La cinéaste Anne Fontaine entraîne le spectateur dans l’univers d’un génie en retraçant la genèse d’une œuvre dans un film tourné en partie dans la maison de Ravel à Montfort-l’Amaury, à Paris. La commanditaire de l’œuvre musicale est Ida Rubeinstein, riche et exaltée ex-danseuse des ballets russes, qui exige une musique de caractère espagnol pour son nouveau ballet. Ainsi, le spectateur est plongé dans le parcours intime de l’auteur-compositeur et assiste au processus invisible de la création d’une œuvre accouchée dans la douleur.

En effet, Ravel donne l’impression d’être hanté par la difficulté de mettre en musique l’œuvre dont il tire l’inspiration des différentes sources : le bruit des machines à l’ère industrielle, le jazz et la guerre de 14. Et, une fois l’œuvre terminée, il en est tétanisé tant par l’intensité et le caractère érotique et sensuel de ce qu’il voulait être : une allégorie à la vie qui se termine dans la transe et le chaos. Le rythme infernal des machines, le fracas de la guerre et le jazz fusionnent pour créer le tempo infernal et obsédant de « Boléro », que l’ex-danseuse russe met en scène dans un ballet lancinant et hypnotique.

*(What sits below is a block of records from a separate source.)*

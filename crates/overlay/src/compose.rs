//! Read-side overlay composition.

use perfmon_metrics::{MetricKind, MetricSnapshot};
use perfmon_settings::OverlaySettings;
use serde::Serialize;

/// A single labelled metric line.
#[derive(Debug, Clone, PartialEq, Serialize)]
pub struct OverlayRow {
    pub kind: MetricKind,
    pub label: &'static str,
    pub value: f64,
}

/// Everything an overlay renderer needs for one frame.
#[derive(Debug, Clone, PartialEq, Serialize)]
pub struct OverlayFrame {
    pub rows: Vec<OverlayRow>,
    pub opacity: f64,
    pub dark: bool,
    pub landscape: bool,
    pub pinned: bool,
}

impl OverlayFrame {
    pub fn is_empty(&self) -> bool {
        self.rows.is_empty()
    }
}

fn display_label(kind: MetricKind) -> &'static str {
    match kind {
        MetricKind::Fps => "FPS",
        MetricKind::Cpu => "CPU %",
        MetricKind::Gpu => "GPU %",
        MetricKind::Temp => "TEMP °C",
        MetricKind::Ram => "RAM %",
    }
}

fn is_shown(settings: &OverlaySettings, kind: MetricKind) -> bool {
    match kind {
        MetricKind::Fps => settings.show_fps,
        MetricKind::Cpu => settings.show_cpu,
        MetricKind::Gpu => settings.show_gpu,
        MetricKind::Temp => settings.show_temp,
        MetricKind::Ram => settings.show_ram,
    }
}

/// Build the overlay frame for `snapshot` under `settings`.
///
/// Rows follow [`MetricKind::ALL`] order and only include enabled metrics.
/// A hidden overlay has no rows.
pub fn compose_overlay(settings: &OverlaySettings, snapshot: &MetricSnapshot) -> OverlayFrame {
    let rows = if settings.is_visible {
        MetricKind::ALL
            .into_iter()
            .filter(|kind| is_shown(settings, *kind))
            .map(|kind| OverlayRow {
                kind,
                label: display_label(kind),
                value: snapshot.get(kind),
            })
            .collect()
    } else {
        Vec::new()
    };

    OverlayFrame {
        rows,
        opacity: settings.transparency,
        dark: settings.is_dark_mode,
        landscape: settings.is_landscape,
        pinned: settings.is_pinned,
    }
}
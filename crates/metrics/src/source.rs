//! Metric sources.
//!
//! A [`MetricsSource`] produces one full reading per call. [`CompositeSource`]
//! builds one out of independent per-field [`MetricProbe`]s so a slow or
//! broken probe only affects its own field.

use crate::error::MetricsError;
use crate::snapshot::{MetricKind, MetricReading};
use async_trait::async_trait;
use std::collections::VecDeque;
use std::sync::atomic::{AtomicUsize, Ordering};
use std::sync::{Arc, Mutex};
use std::time::Duration;

/// Default per-probe deadline inside a [`CompositeSource`].
pub const DEFAULT_PROBE_TIMEOUT: Duration = Duration::from_millis(250);

/// Supplies one metric reading on demand.
#[async_trait]
pub trait MetricsSource: Send + Sync {
    /// Read all metrics. A failure skips the current tick.
    async fn sample(&self) -> Result<MetricReading, MetricsError>;
}

pub type MetricsSourceRef = Arc<dyn MetricsSource>;

/// Reads a single metric.
#[async_trait]
pub trait MetricProbe: Send + Sync {
    fn kind(&self) -> MetricKind;

    async fn read(&self) -> Result<f64, MetricsError>;
}

/// Source assembled from independent per-field probes.
///
/// Probes run concurrently, each under its own deadline. A field whose probe
/// fails or times out keeps its last good value; the other fields are
/// unaffected. Fields without a probe stay at their initial value.
pub struct CompositeSource {
    probes: Vec<Arc<dyn MetricProbe>>,
    timeout: Duration,
    last: Mutex<MetricReading>,
}

impl CompositeSource {
    pub fn new(probes: Vec<Arc<dyn MetricProbe>>) -> Self {
        Self::with_timeout(probes, DEFAULT_PROBE_TIMEOUT)
    }

    pub fn with_timeout(probes: Vec<Arc<dyn MetricProbe>>, timeout: Duration) -> Self {
        Self {
            probes,
            timeout,
            last: Mutex::new(MetricReading::default()),
        }
    }

    /// Seed the fallback values used until each probe first succeeds.
    pub fn with_initial(self, initial: MetricReading) -> Self {
        *self.last.lock().unwrap_or_else(|e| e.into_inner()) = initial;
        self
    }
}

#[async_trait]
impl MetricsSource for CompositeSource {
    async fn sample(&self) -> Result<MetricReading, MetricsError> {
        let timeout = self.timeout;
        let reads = self.probes.iter().map(|probe| {
            let probe = Arc::clone(probe);
            async move {
                let kind = probe.kind();
                match tokio::time::timeout(timeout, probe.read()).await {
                    Ok(result) => (kind, result),
                    Err(_) => (
                        kind,
                        Err(MetricsError::ProbeFailed {
                            kind,
                            message: format!("timed out after {:?}", timeout),
                        }),
                    ),
                }
            }
        });
        let results = futures::future::join_all(reads).await;

        let mut last = self.last.lock().unwrap_or_else(|e| e.into_inner());
        let mut fresh = 0usize;
        for (kind, result) in results {
            match result {
                Ok(value) => {
                    last.set(kind, value);
                    fresh += 1;
                }
                Err(e) => {
                    tracing::debug!(metric = %kind, error = %e, "probe failed, keeping last value");
                }
            }
        }

        if fresh == 0 && !self.probes.is_empty() {
            return Err(MetricsError::AllProbesFailed);
        }

        Ok(*last)
    }
}

/// Always returns the same reading.
#[derive(Debug, Clone, Copy)]
pub struct FixedSource {
    reading: MetricReading,
}

impl FixedSource {
    pub fn new(reading: MetricReading) -> Self {
        Self { reading }
    }
}

#[async_trait]
impl MetricsSource for FixedSource {
    async fn sample(&self) -> Result<MetricReading, MetricsError> {
        Ok(self.reading)
    }
}

/// Replays a fixed script of results, then repeats the last one.
///
/// Deterministic fixture for sampler tests.
pub struct ScriptedSource {
    script: Mutex<VecDeque<Result<MetricReading, MetricsError>>>,
    last: Mutex<Option<Result<MetricReading, MetricsError>>>,
    calls: AtomicUsize,
}

impl ScriptedSource {
    pub fn new(script: impl IntoIterator<Item = Result<MetricReading, MetricsError>>) -> Self {
        Self {
            script: Mutex::new(script.into_iter().collect()),
            last: Mutex::new(None),
            calls: AtomicUsize::new(0),
        }
    }

    /// Number of `sample()` calls made so far.
    pub fn calls(&self) -> usize {
        self.calls.load(Ordering::SeqCst)
    }
}

#[async_trait]
impl MetricsSource for ScriptedSource {
    async fn sample(&self) -> Result<MetricReading, MetricsError> {
        self.calls.fetch_add(1, Ordering::SeqCst);

        let next = self
            .script
            .lock()
            .unwrap_or_else(|e| e.into_inner())
            .pop_front();
        let mut last = self.last.lock().unwrap_or_else(|e| e.into_inner());
        match next {
            Some(result) => {
                *last = Some(result.clone());
                result
            }
            None => last
                .clone()
                .unwrap_or_else(|| Err(MetricsError::Source("empty script".to_string()))),
        }
    }
}

#[cfg(test)]
mod tests {
    use super::*;

    struct ConstProbe(MetricKind, f64);

    #[async_trait]
    impl MetricProbe for ConstProbe {
        fn kind(&self) -> MetricKind {
            self.0
        }

        async fn read(&self) -> Result<f64, MetricsError> {
            Ok(self.1)
        }
    }

    struct FailingProbe(MetricKind);

    #[async_trait]
    impl MetricProbe for FailingProbe {
        fn kind(&self) -> MetricKind {
            self.0
        }

        async fn read(&self) -> Result<f64, MetricsError> {
            Err(MetricsError::ProbeFailed {
                kind: self.0,
                message: "sensor offline".to_string(),
            })
        }
    }

    struct StalledProbe(MetricKind);

    #[async_trait]
    impl MetricProbe for StalledProbe {
        fn kind(&self) -> MetricKind {
            self.0
        }

        async fn read(&self) -> Result<f64, MetricsError> {
            std::future::pending::<()>().await;
            Ok(0.0)
        }
    }

    /// Sensor whose driver call blocks an OS thread.
    struct BlockingSensor(MetricKind, Duration);

    #[async_trait]
    impl MetricProbe for BlockingSensor {
        fn kind(&self) -> MetricKind {
            self.0
        }

        async fn read(&self) -> Result<f64, MetricsError> {
            let delay = self.1;
            tokio::task::spawn_blocking(move || {
                std::thread::sleep(delay);
                99.0
            })
            .await
            .map_err(|e| MetricsError::ProbeFailed {
                kind: self.0,
                message: e.to_string(),
            })
        }
    }

    #[tokio::test]
    async fn test_composite_collects_all_probes() {
        let source = CompositeSource::new(vec![
            Arc::new(ConstProbe(MetricKind::Fps, 58.0)),
            Arc::new(ConstProbe(MetricKind::Cpu, 12.5)),
            Arc::new(ConstProbe(MetricKind::Ram, 70.0)),
        ]);

        let reading = source.sample().await.unwrap();
        assert_eq!(reading.fps, 58.0);
        assert_eq!(reading.cpu, 12.5);
        assert_eq!(reading.ram, 70.0);
        // No probe: initial value
        assert_eq!(reading.gpu, MetricReading::default().gpu);
    }

    #[tokio::test]
    async fn test_failing_probe_keeps_last_value_for_its_field_only() {
        let source = CompositeSource::new(vec![
            Arc::new(ConstProbe(MetricKind::Cpu, 42.0)),
            Arc::new(FailingProbe(MetricKind::Temp)),
        ])
        .with_initial(MetricReading {
            temp: 38.0,
            ..MetricReading::default()
        });

        let reading = source.sample().await.unwrap();
        assert_eq!(reading.cpu, 42.0);
        assert_eq!(reading.temp, 38.0);
    }

    #[tokio::test(start_paused = true)]
    async fn test_stalled_probe_does_not_block_others() {
        let source = CompositeSource::with_timeout(
            vec![
                Arc::new(StalledProbe(MetricKind::Gpu)),
                Arc::new(ConstProbe(MetricKind::Fps, 30.0)),
            ],
            Duration::from_millis(50),
        );

        let reading = source.sample().await.unwrap();
        assert_eq!(reading.fps, 30.0);
        assert_eq!(reading.gpu, MetricReading::default().gpu);
    }

    #[tokio::test(flavor = "multi_thread", worker_threads = 2)]
    async fn test_blocking_sensor_is_abandoned_at_deadline() {
        let source = CompositeSource::with_timeout(
            vec![
                Arc::new(BlockingSensor(MetricKind::Temp, Duration::from_millis(800))),
                Arc::new(ConstProbe(MetricKind::Cpu, 10.0)),
            ],
            Duration::from_millis(50),
        )
        .with_initial(MetricReading {
            temp: 50.0,
            ..MetricReading::default()
        });

        let started = std::time::Instant::now();
        let reading = source.sample().await.unwrap();
        let elapsed = started.elapsed();

        assert!(elapsed < Duration::from_millis(500), "sample took {:?}", elapsed);
        assert_eq!(reading.cpu, 10.0);
        assert_eq!(reading.temp, 50.0, "late value must not be kept");
    }

    #[tokio::test]
    async fn test_all_probes_failing_is_an_error() {
        let source = CompositeSource::new(vec![
            Arc::new(FailingProbe(MetricKind::Fps)),
            Arc::new(FailingProbe(MetricKind::Gpu)),
        ]);
        assert_eq!(source.sample().await, Err(MetricsError::AllProbesFailed));
    }

    #[tokio::test]
    async fn test_scripted_source_repeats_last() {
        let first = MetricReading {
            fps: 10.0,
            ..MetricReading::default()
        };
        let source = ScriptedSource::new(vec![
            Err(MetricsError::Source("warming up".to_string())),
            Ok(first),
        ]);

        assert!(source.sample().await.is_err());
        assert_eq!(source.sample().await, Ok(first));
        assert_eq!(source.sample().await, Ok(first));
        assert_eq!(source.calls(), 3);
    }
}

Ravel assiste à la première de « Boléro » le 22 novembre 1928 à Paris, une œuvre qui connaît un succès immédiat et planétaire. Interprété par le beau Raphaël Personnaz dans le rôle du dandy parisien qui, outre son ami Cipa, évolue dans un univers féminin composé d’une mère bienveillante, de sa gouvernante, et de sa muse et compagne de cœur.

Marié à la musique, Ravel reste une personnalité mystérieuse. Des scènes sont proposées où figurent Ravel et sa mère, ou Ravel et sa gouvernante et d’autres personnes de son entourage ; ils se regardent comme des tableaux, ce sont des arrêts sur l’image. Nous y décelons la technique de filmer du cinéaste hongkongais, Wong Kar Wai. Son influence est visible dans le rythme langoureux et dans la manière de filmer la nuque et les mains des femmes.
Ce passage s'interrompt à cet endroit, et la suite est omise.